When he awakened, Asberry Qualls had no idea where he was. He didn’t even know he was Asberry Qualls. His eyes slid open. It was dark, probably night. He looked about the room, rubbing his head. The place looked sanitary, like a hospital. He lay on a bed, his back in a recumbent position. He was wearing a blue gown feeling his bare posterior on the rough sheets. Had he been in an accident? When he heard a tinkling sound, he discovered a tube trailing down a metal pole from a sack filled with clear liquid dripping into his arm.

The door clacked as the U-shaped handle pivoted down. The heavy bolt of the wooden door slid from the frame and someone stepped through. A young woman came into view. It seemed she had not considered that she might have disturbed anyone as she stared down at the metal clipboard in her hands whistling an old swing tune softly.

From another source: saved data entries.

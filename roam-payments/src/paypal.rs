use std::str::FromStr;
use std::time::Duration;

use async_trait::async_trait;
use chrono::{DateTime, Utc};
use roam_catalog::pricing::minor_unit_exponent;
use roam_core::gateway::{
    CaptureOutcome, GatewayError, OpenedSession, PaymentGateway, PaymentOutcome, SignatureHeaders,
    WebhookNotice,
};
use roam_shared::Booking;
use rust_decimal::prelude::ToPrimitive;
use rust_decimal::Decimal;
use serde::Deserialize;
use tokio::sync::RwLock;
use tracing::warn;

use crate::stripe::{check_status, translate_transport};

/// Refresh the cached token this long before the provider expires it.
const TOKEN_EXPIRY_MARGIN_SECS: i64 = 60;

#[derive(Debug, Clone)]
pub struct PaypalConfig {
    pub client_id: String,
    pub client_secret: String,
    pub base_url: String,
    pub webhook_id: String,
    pub return_url: String,
    pub timeout_seconds: u64,
}

struct CachedToken {
    token: String,
    expires_at: DateTime<Utc>,
}

/// PayPal Orders adapter. Auth is an OAuth2 client-credentials bearer
/// token cached until shortly before expiry; webhook authenticity is
/// checked against the provider's remote verification endpoint, with
/// the client's bounded timeout capping the round trip.
pub struct PaypalGateway {
    http: reqwest::Client,
    config: PaypalConfig,
    token: RwLock<Option<CachedToken>>,
}

#[derive(Debug, Deserialize)]
struct TokenResponse {
    access_token: String,
    expires_in: i64,
}

#[derive(Debug, Deserialize)]
struct OrderLink {
    rel: String,
    href: String,
}

#[derive(Debug, Deserialize)]
struct OrderResponse {
    id: String,
    status: Option<String>,
    #[serde(default)]
    links: Vec<OrderLink>,
    #[serde(default)]
    purchase_units: Vec<PurchaseUnit>,
}

#[derive(Debug, Deserialize)]
struct PurchaseUnit {
    amount: Option<OrderAmount>,
}

#[derive(Debug, Deserialize)]
struct OrderAmount {
    currency_code: String,
    value: String,
}

#[derive(Debug, Deserialize)]
struct VerificationResponse {
    verification_status: String,
}

#[derive(Debug, Deserialize)]
struct WebhookEvent {
    event_type: String,
    resource: WebhookResource,
}

#[derive(Debug, Deserialize)]
struct WebhookResource {
    id: String,
}

impl PaypalGateway {
    pub fn new(config: PaypalConfig) -> Result<Self, GatewayError> {
        let http = reqwest::Client::builder()
            .timeout(Duration::from_secs(config.timeout_seconds))
            .build()
            .map_err(|e| GatewayError::ProviderUnavailable(e.to_string()))?;
        Ok(Self { http, config, token: RwLock::new(None) })
    }

    async fn bearer(&self) -> Result<String, GatewayError> {
        {
            let cached = self.token.read().await;
            if let Some(t) = cached.as_ref() {
                if t.expires_at > Utc::now() {
                    return Ok(t.token.clone());
                }
            }
        }

        let mut cached = self.token.write().await;
        // Another caller may have refreshed while we waited.
        if let Some(t) = cached.as_ref() {
            if t.expires_at > Utc::now() {
                return Ok(t.token.clone());
            }
        }

        let response = self
            .http
            .post(format!("{}/v1/oauth2/token", self.config.base_url))
            .basic_auth(&self.config.client_id, Some(&self.config.client_secret))
            .form(&[("grant_type", "client_credentials")])
            .send()
            .await
            .map_err(translate_transport)?;
        let response = check_status(response)?;
        let token: TokenResponse = response
            .json()
            .await
            .map_err(|e| GatewayError::ProviderUnavailable(e.to_string()))?;

        let expires_at = Utc::now()
            + chrono::Duration::seconds((token.expires_in - TOKEN_EXPIRY_MARGIN_SECS).max(0));
        let bearer = token.access_token.clone();
        *cached = Some(CachedToken { token: token.access_token, expires_at });
        Ok(bearer)
    }

    #[cfg(test)]
    async fn seed_token(&self, token: &str, expires_at: DateTime<Utc>) {
        *self.token.write().await = Some(CachedToken { token: token.to_string(), expires_at });
    }

    fn major_amount(&self, minor: i64, currency: &str) -> String {
        Decimal::new(minor, minor_unit_exponent(currency)).to_string()
    }

    fn minor_amount(&self, amount: &OrderAmount) -> i64 {
        let exp = minor_unit_exponent(&amount.currency_code);
        Decimal::from_str(&amount.value)
            .ok()
            .and_then(|d| (d * Decimal::from(10_i64.pow(exp))).to_i64())
            .unwrap_or_default()
    }
}

#[async_trait]
impl PaymentGateway for PaypalGateway {
    fn provider_id(&self) -> &str {
        "paypal"
    }

    async fn open_session(&self, booking: &Booking) -> Result<OpenedSession, GatewayError> {
        let bearer = self.bearer().await?;
        let body = serde_json::json!({
            "intent": "CAPTURE",
            "purchase_units": [{
                "reference_id": booking.id.to_string(),
                "amount": {
                    "currency_code": booking.currency,
                    "value": self.major_amount(booking.total_minor, &booking.currency),
                }
            }],
            "application_context": {
                "return_url": self.config.return_url,
                "cancel_url": self.config.return_url,
            }
        });

        let response = self
            .http
            .post(format!("{}/v2/checkout/orders", self.config.base_url))
            .bearer_auth(bearer)
            .json(&body)
            .send()
            .await
            .map_err(translate_transport)?;
        let response = check_status(response)?;
        let order: OrderResponse = response
            .json()
            .await
            .map_err(|e| GatewayError::ProviderUnavailable(e.to_string()))?;

        let redirect_url = order
            .links
            .iter()
            .find(|l| l.rel == "approve" || l.rel == "payer-action")
            .map(|l| l.href.clone())
            .ok_or_else(|| GatewayError::ProviderRejected("order has no approval link".into()))?;

        Ok(OpenedSession { provider_session_id: order.id, redirect_url })
    }

    async fn capture_result(
        &self,
        provider_session_id: &str,
    ) -> Result<CaptureOutcome, GatewayError> {
        let bearer = self.bearer().await?;
        let response = self
            .http
            .get(format!(
                "{}/v2/checkout/orders/{}",
                self.config.base_url, provider_session_id
            ))
            .bearer_auth(bearer)
            .send()
            .await
            .map_err(translate_transport)?;
        let response = check_status(response)?;
        let order: OrderResponse = response
            .json()
            .await
            .map_err(|e| GatewayError::ProviderUnavailable(e.to_string()))?;

        let outcome = match order.status.as_deref() {
            Some("COMPLETED") => PaymentOutcome::Captured,
            Some("VOIDED") | Some("DECLINED") => PaymentOutcome::Denied,
            _ => PaymentOutcome::Pending,
        };

        let (amount_minor, currency) = order
            .purchase_units
            .first()
            .and_then(|u| u.amount.as_ref())
            .map(|a| (self.minor_amount(a), a.currency_code.clone()))
            .unwrap_or((0, String::new()));

        Ok(CaptureOutcome { outcome, amount_minor, currency })
    }

    async fn verify_webhook(
        &self,
        body: &[u8],
        headers: &SignatureHeaders,
    ) -> Result<WebhookNotice, GatewayError> {
        let header = |name: &str| {
            headers
                .get(name)
                .cloned()
                .ok_or(GatewayError::InvalidSignature)
        };
        let event_json: serde_json::Value =
            serde_json::from_slice(body).map_err(|_| GatewayError::InvalidSignature)?;

        let verification = serde_json::json!({
            "transmission_id": header("paypal-transmission-id")?,
            "transmission_time": header("paypal-transmission-time")?,
            "cert_url": header("paypal-cert-url")?,
            "auth_algo": header("paypal-auth-algo")?,
            "transmission_sig": header("paypal-transmission-sig")?,
            "webhook_id": self.config.webhook_id,
            "webhook_event": event_json,
        });

        let bearer = self.bearer().await?;
        let response = self
            .http
            .post(format!(
                "{}/v1/notifications/verify-webhook-signature",
                self.config.base_url
            ))
            .bearer_auth(bearer)
            .json(&verification)
            .send()
            .await
            .map_err(translate_transport)?;
        let response = check_status(response)?;
        let verdict: VerificationResponse = response
            .json()
            .await
            .map_err(|e| GatewayError::ProviderUnavailable(e.to_string()))?;
        if verdict.verification_status != "SUCCESS" {
            return Err(GatewayError::InvalidSignature);
        }

        let event: WebhookEvent =
            serde_json::from_slice(body).map_err(|_| GatewayError::InvalidSignature)?;
        let outcome = match event.event_type.as_str() {
            "CHECKOUT.ORDER.COMPLETED" | "PAYMENT.CAPTURE.COMPLETED" => PaymentOutcome::Captured,
            "CHECKOUT.ORDER.DECLINED" | "PAYMENT.CAPTURE.DENIED" => PaymentOutcome::Denied,
            other => {
                warn!("Ignoring paypal event type {}", other);
                PaymentOutcome::Pending
            }
        };

        Ok(WebhookNotice { provider_session_id: event.resource.id, outcome })
    }
}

Asberry looked the young woman over. She was wearing a familiar white uniform. It had soft pink vertical stripes, a white hat, with a laminated plastic badge on her lapel. Her white canvas sneakers didn't make a sound on the linoleum-tiled floor as she approached the bed. Watching her, Asberry considered pretending to be asleep. He had never been in trouble with the police, he didn't know why she was here now, but he wasn't sure he should be dealing with an authority figure in his current mental state. She looked up at him. His time for evasion had expired. With a start, she dropped not only her jaw but her clipboard as well.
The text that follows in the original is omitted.